> [Recorded data]:
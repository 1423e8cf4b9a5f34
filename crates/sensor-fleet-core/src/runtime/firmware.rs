// crates/sensor-fleet-core/src/runtime/firmware.rs
// ============================================================================
// Module: Sensor Fleet Firmware Channels
// Description: Content-addressed stable/beta firmware images and rollout logic.
// Purpose: Decide which firmware image a device should fetch next.
// Dependencies: crate::core, sha2, thiserror
// ============================================================================

//! ## Overview
//! A server instance holds one stable image and optionally one beta image,
//! each named by the first 16 hex characters of the SHA-256 digest of its
//! compiled binary. Devices report the hash they run; a mismatch against the
//! image for their channel yields that image's download URL. Beta/test
//! devices (parenthesized locations) track the beta image when one is
//! configured and otherwise track stable like everyone else.
//!
//! Images are immutable for the registry's lifetime; blobs are shared by
//! reference and read concurrently without locking.

// ============================================================================
// SECTION: Imports
// ============================================================================

use std::sync::Arc;

use serde::Deserialize;
use serde::Serialize;
use sha2::Digest;
use sha2::Sha256;
use thiserror::Error;

use crate::core::FirmwareHash;
use crate::core::Location;

// ============================================================================
// SECTION: Constants
// ============================================================================

/// Hex characters kept from the SHA-256 digest.
pub const FIRMWARE_HASH_LEN: usize = 16;

/// Route prefix under which firmware blobs are served.
pub const FIRMWARE_ROUTE_PREFIX: &str = "/fw/";

// ============================================================================
// SECTION: Errors
// ============================================================================

/// Firmware image construction errors.
#[derive(Debug, Clone, PartialEq, Eq, Error)]
pub enum FirmwareError {
    /// A pinned hash disagrees with the digest of the hash source.
    #[error("firmware hash mismatch: pinned {pinned}, computed {computed}")]
    HashMismatch {
        /// Hash supplied by configuration.
        pinned: String,
        /// Hash computed from the image bytes.
        computed: String,
    },
}

// ============================================================================
// SECTION: Types
// ============================================================================

/// Firmware release channel.
#[derive(Debug, Clone, Copy, PartialEq, Eq, Serialize, Deserialize)]
#[serde(rename_all = "snake_case")]
pub enum Channel {
    /// Production channel.
    Stable,
    /// Beta/test channel.
    Beta,
}

/// Immutable firmware image.
#[derive(Debug, Clone)]
pub struct FirmwareImage {
    /// Content hash naming the build.
    hash: FirmwareHash,
    /// Binary served to devices.
    blob: Arc<[u8]>,
    /// Absolute download URL.
    url: String,
}

impl FirmwareImage {
    /// Builds an image, hashing `hash_source` when given and the blob otherwise.
    ///
    /// The hash source is typically the ELF image the served binary was
    /// derived from, which is what devices report.
    ///
    /// # Errors
    ///
    /// Returns [`FirmwareError::HashMismatch`] when `pinned` is set and
    /// differs from the computed hash.
    pub fn build(
        blob: impl Into<Arc<[u8]>>,
        hash_source: Option<&[u8]>,
        pinned: Option<&str>,
        base_url: &str,
    ) -> Result<Self, FirmwareError> {
        let blob = blob.into();
        let computed = firmware_digest(hash_source.unwrap_or(&blob[..]));
        if let Some(pinned) = pinned
            && !computed.matches(pinned)
        {
            return Err(FirmwareError::HashMismatch {
                pinned: pinned.to_string(),
                computed: computed.as_str().to_string(),
            });
        }
        Ok(Self::with_hash(computed, blob, base_url))
    }

    /// Builds an image with an explicit hash.
    #[must_use]
    pub fn with_hash(hash: FirmwareHash, blob: impl Into<Arc<[u8]>>, base_url: &str) -> Self {
        let url = format!("{}{}{}", base_url.trim_end_matches('/'), FIRMWARE_ROUTE_PREFIX, hash.as_str());
        Self {
            hash,
            blob: blob.into(),
            url,
        }
    }

    /// Returns the image hash.
    #[must_use]
    pub const fn hash(&self) -> &FirmwareHash {
        &self.hash
    }

    /// Returns the shared image bytes.
    #[must_use]
    pub fn blob(&self) -> Arc<[u8]> {
        Arc::clone(&self.blob)
    }

    /// Returns the download URL.
    #[must_use]
    pub fn url(&self) -> &str {
        &self.url
    }
}

/// Firmware outcome for one submission.
#[derive(Debug, Clone, PartialEq, Eq)]
pub struct FirmwareDecision {
    /// Channel the device tracks.
    pub channel: Channel,
    /// URL to fetch when the device runs a different build.
    pub new_firmware_url: Option<String>,
    /// True when the location marks a beta/test device.
    pub beta_device: bool,
}

// ============================================================================
// SECTION: Registry
// ============================================================================

/// Stable and optional beta firmware images.
#[derive(Debug, Clone)]
pub struct FirmwareRegistry {
    /// Production image.
    stable: FirmwareImage,
    /// Optional beta image.
    beta: Option<FirmwareImage>,
}

impl FirmwareRegistry {
    /// Creates a registry.
    #[must_use]
    pub const fn new(stable: FirmwareImage, beta: Option<FirmwareImage>) -> Self {
        Self {
            stable,
            beta,
        }
    }

    /// Returns the stable image.
    #[must_use]
    pub const fn stable(&self) -> &FirmwareImage {
        &self.stable
    }

    /// Returns the beta image, if configured.
    #[must_use]
    pub const fn beta(&self) -> Option<&FirmwareImage> {
        self.beta.as_ref()
    }

    /// Decides whether a device reporting `reported_hash` should update.
    #[must_use]
    pub fn decide(&self, reported_hash: &str, location: &Location) -> FirmwareDecision {
        let beta_device = location.is_beta();
        let (channel, image) = match (&self.beta, beta_device) {
            (Some(beta), true) => (Channel::Beta, beta),
            _ => (Channel::Stable, &self.stable),
        };
        let new_firmware_url =
            (!image.hash.matches(reported_hash)).then(|| image.url.clone());
        FirmwareDecision {
            channel,
            new_firmware_url,
            beta_device,
        }
    }

    /// Returns the image named by `hash`, checking stable before beta.
    #[must_use]
    pub fn lookup(&self, hash: &str) -> Option<&FirmwareImage> {
        std::iter::once(&self.stable)
            .chain(self.beta.as_ref())
            .find(|image| image.hash.matches(hash))
    }
}

// ============================================================================
// SECTION: Hashing
// ============================================================================

/// Returns the truncated SHA-256 hex digest used to name firmware builds.
#[must_use]
pub fn firmware_digest(bytes: &[u8]) -> FirmwareHash {
    let digest = Sha256::digest(bytes);
    let mut hex = hex_encode(&digest);
    hex.truncate(FIRMWARE_HASH_LEN);
    FirmwareHash::new(hex)
}

/// Encodes bytes as a lowercase hex string.
fn hex_encode(bytes: &[u8]) -> String {
    const HEX: &[u8; 16] = b"0123456789abcdef";
    let mut out = String::with_capacity(bytes.len() * 2);
    for byte in bytes {
        out.push(HEX[(byte >> 4) as usize] as char);
        out.push(HEX[(byte & 0x0f) as usize] as char);
    }
    out
}

// ============================================================================
// SECTION: Tests
// ============================================================================

#[cfg(test)]
mod tests {
    use super::firmware_digest;

    #[test]
    fn digest_is_truncated_sha256() {
        // sha256("abc") = ba7816bf8f01cfea414140de5dae2223...
        assert_eq!(firmware_digest(b"abc").as_str(), "ba7816bf8f01cfea");
    }
}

> [The problem]:
Exact reproduction of all the material is needed.

> [Expected output]:
repository 1423e8cf4b9a5f34
filename crates/sensor-fleet-core/src/runtime/firmware.rs
// crates/sensor-fleet-core/src/runtime/firmware.rs
// ============================================================================
// Module: Sensor Fleet Firmware Channels
// Description: Content-addressed stable/beta firmware images and rollout logic.
// Purpose: Decide which firmware image a device should fetch next.
// Dependencies: crate::core, sha2, thiserror
// ============================================================================

//! ## Overview
//! A server instance holds one stable image and optionally one beta image,
//! each named by the first 16 hex characters of the SHA-256 digest of its
//! compiled binary. Devices report the hash they run; a mismatch against the
//! image for their channel yields that image's download URL. Beta/test
//! devices (parenthesized locations) track the beta image when one is
//! configured and otherwise track stable like everyone else.
//!
//! Images are immutable for the registry's lifetime; blobs are shared by
//! reference and read concurrently without locking.

// ============================================================================
// SECTION: Imports
// ============================================================================

use std::sync::Arc;

use serde::Deserialize;
use serde::Serialize;
use sha2::Digest;
use sha2::Sha256;
use thiserror::Error;

use crate::core::FirmwareHash;
use crate::core::Location;

// ============================================================================
// SECTION: Constants
// ============================================================================

/// Hex characters kept from the SHA-256 digest.
pub const FIRMWARE_HASH_LEN: usize = 16;

/// Route prefix under which firmware blobs are served.
pub const FIRMWARE_ROUTE_PREFIX: &str = "/fw/";

// ============================================================================
// SECTION: Errors
// ============================================================================

/// Firmware image construction errors.
#[derive(Debug, Clone, PartialEq, Eq, Error)]
pub enum FirmwareError {
    /// A pinned hash disagrees with the digest of the hash source.
    #[error("firmware hash mismatch: pinned {pinned}, computed {computed}")]
    HashMismatch {
        /// Hash supplied by configuration.
        pinned: String,
        /// Hash computed from the image bytes.
        computed: String,
    },
}

// ============================================================================
// SECTION: Types
// ============================================================================

/// Firmware release channel.
#[derive(Debug, Clone, Copy, PartialEq, Eq, Serialize, Deserialize)]
#[serde(rename_all = "snake_case")]
pub enum Channel {
    /// Production channel.
    Stable,
    /// Beta/test channel.
    Beta,
}

/// Immutable firmware image.
#[derive(Debug, Clone)]
pub struct FirmwareImage {
    /// Content hash naming the build.
    hash: FirmwareHash,
    /// Binary served to devices.
    blob: Arc<[u8]>,
    /// Absolute download URL.
    url: String,
}

impl FirmwareImage {
    /// Builds an image, hashing `hash_source` when given and the blob otherwise.
    ///
    /// The hash source is typically the ELF image the served binary was
    /// derived from, which is what devices report.
    ///
    /// # Errors
    ///
    /// Returns [`FirmwareError::HashMismatch`] when `pinned` is set and
    /// differs from the computed hash.
    pub fn build(
        blob: impl Into<Arc<[u8]>>,
        hash_source: Option<&[u8]>,
        pinned: Option<&str>,
        base_url: &str,
    ) -> Result<Self, FirmwareError> {
        let blob = blob.into();
        let computed = firmware_digest(hash_source.unwrap_or(&blob[..]));
        if let Some(pinned) = pinned
            && !computed.matches(pinned)
        {
            return Err(FirmwareError::HashMismatch {
                pinned: pinned.to_string(),
                computed: computed.as_str().to_string(),
            });
        }
        Ok(Self::with_hash(computed, blob, base_url))
    }

    /// Builds an image with an explicit hash.
    #[must_use]
    pub fn with_hash(hash: FirmwareHash, blob: impl Into<Arc<[u8]>>, base_url: &str) -> Self {
        let url = format!("{}{}{}", base_url.trim_end_matches('/'), FIRMWARE_ROUTE_PREFIX, hash.as_str());
        Self {
            hash,
            blob: blob.into(),
            url,
        }
    }

    /// Returns the image hash.
    #[must_use]
    pub const fn hash(&self) -> &FirmwareHash {
        &self.hash
    }

    /// Returns the shared image bytes.
    #[must_use]
    pub fn blob(&self) -> Arc<[u8]> {
        Arc::clone(&self.blob)
    }

    /// Returns the download URL.
    #[must_use]
    pub fn url(&self) -> &str {
        &self.url
    }
}

/// Firmware outcome for one submission.
#[derive(Debug, Clone, PartialEq, Eq)]
pub struct FirmwareDecision {
    /// Channel the device tracks.
    pub channel: Channel,
    /// URL to fetch when the device runs a different build.
    pub new_firmware_url: Option<String>,
    /// True when the location marks a beta/test device.
    pub beta_device: bool,
}

// ============================================================================
// SECTION: Registry
// ============================================================================

/// Stable and optional beta firmware images.
#[derive(Debug, Clone)]
pub struct FirmwareRegistry {
    /// Production image.
    stable: FirmwareImage,
    /// Optional beta image.
    beta: Option<FirmwareImage>,
}

impl FirmwareRegistry {
    /// Creates a registry.
    #[must_use]
    pub const fn new(stable: FirmwareImage, beta: Option<FirmwareImage>) -> Self {
        Self {
            stable,
            beta,
        }
    }

    /// Returns the stable image.
    #[must_use]
    pub const fn stable(&self) -> &FirmwareImage {
        &self.stable
    }

    /// Returns the beta image, if configured.
    #[must_use]
    pub const fn beta(&self) -> Option<&FirmwareImage> {
        self.beta.as_ref()
    }

    /// Decides whether a device reporting `reported_hash` should update.
    #[must_use]
    pub fn decide(&self, reported_hash: &str, location: &Location) -> FirmwareDecision {
        let beta_device = location.is_beta();
        let (channel, image) = match (&self.beta, beta_device) {
            (Some(beta), true) => (Channel::Beta, beta),
            _ => (Channel::Stable, &self.stable),
        };
        let new_firmware_url =
            (!image.hash.matches(reported_hash)).then(|| image.url.clone());
        FirmwareDecision {
            channel,
            new_firmware_url,
            beta_device,
        }
    }

    /// Returns the image named by `hash`, checking stable before beta.
    #[must_use]
    pub fn lookup(&self, hash: &str) -> Option<&FirmwareImage> {
        std::iter::once(&self.stable)
            .chain(self.beta.as_ref())
            .find(|image| image.hash.matches(hash))
    }
}

// ============================================================================
// SECTION: Hashing
// ============================================================================

/// Returns the truncated SHA-256 hex digest used to name firmware builds.
#[must_use]
pub fn firmware_digest(bytes: &[u8]) -> FirmwareHash {
    let digest = Sha256::digest(bytes);
    let mut hex = hex_encode(&digest);
    hex.truncate(FIRMWARE_HASH_LEN);
    FirmwareHash::new(hex)
}

/// Encodes bytes as a lowercase hex string.
fn hex_encode(bytes: &[u8]) -> String {
    const HEX: &[u8; 16] = b"0123456789abcdef";
    let mut out = String::with_capacity(bytes.len() * 2);
    for byte in bytes {
        out.push(HEX[(byte >> 4) as usize] as char);
        out.push(HEX[(byte & 0x0f) as usize] as char);
    }
    out
}

// ============================================================================
// SECTION: Tests
// ============================================================================

#[cfg(test)]
mod tests {
    use super::firmware_digest;

    #[test]
    fn digest_is_truncated_sha256() {
        // sha256("abc") = ba7816bf8f01cfea414140de5dae2223...
        assert_eq!(firmware_digest(b"abc").as_str(), "ba7816bf8f01cfea");
    }
}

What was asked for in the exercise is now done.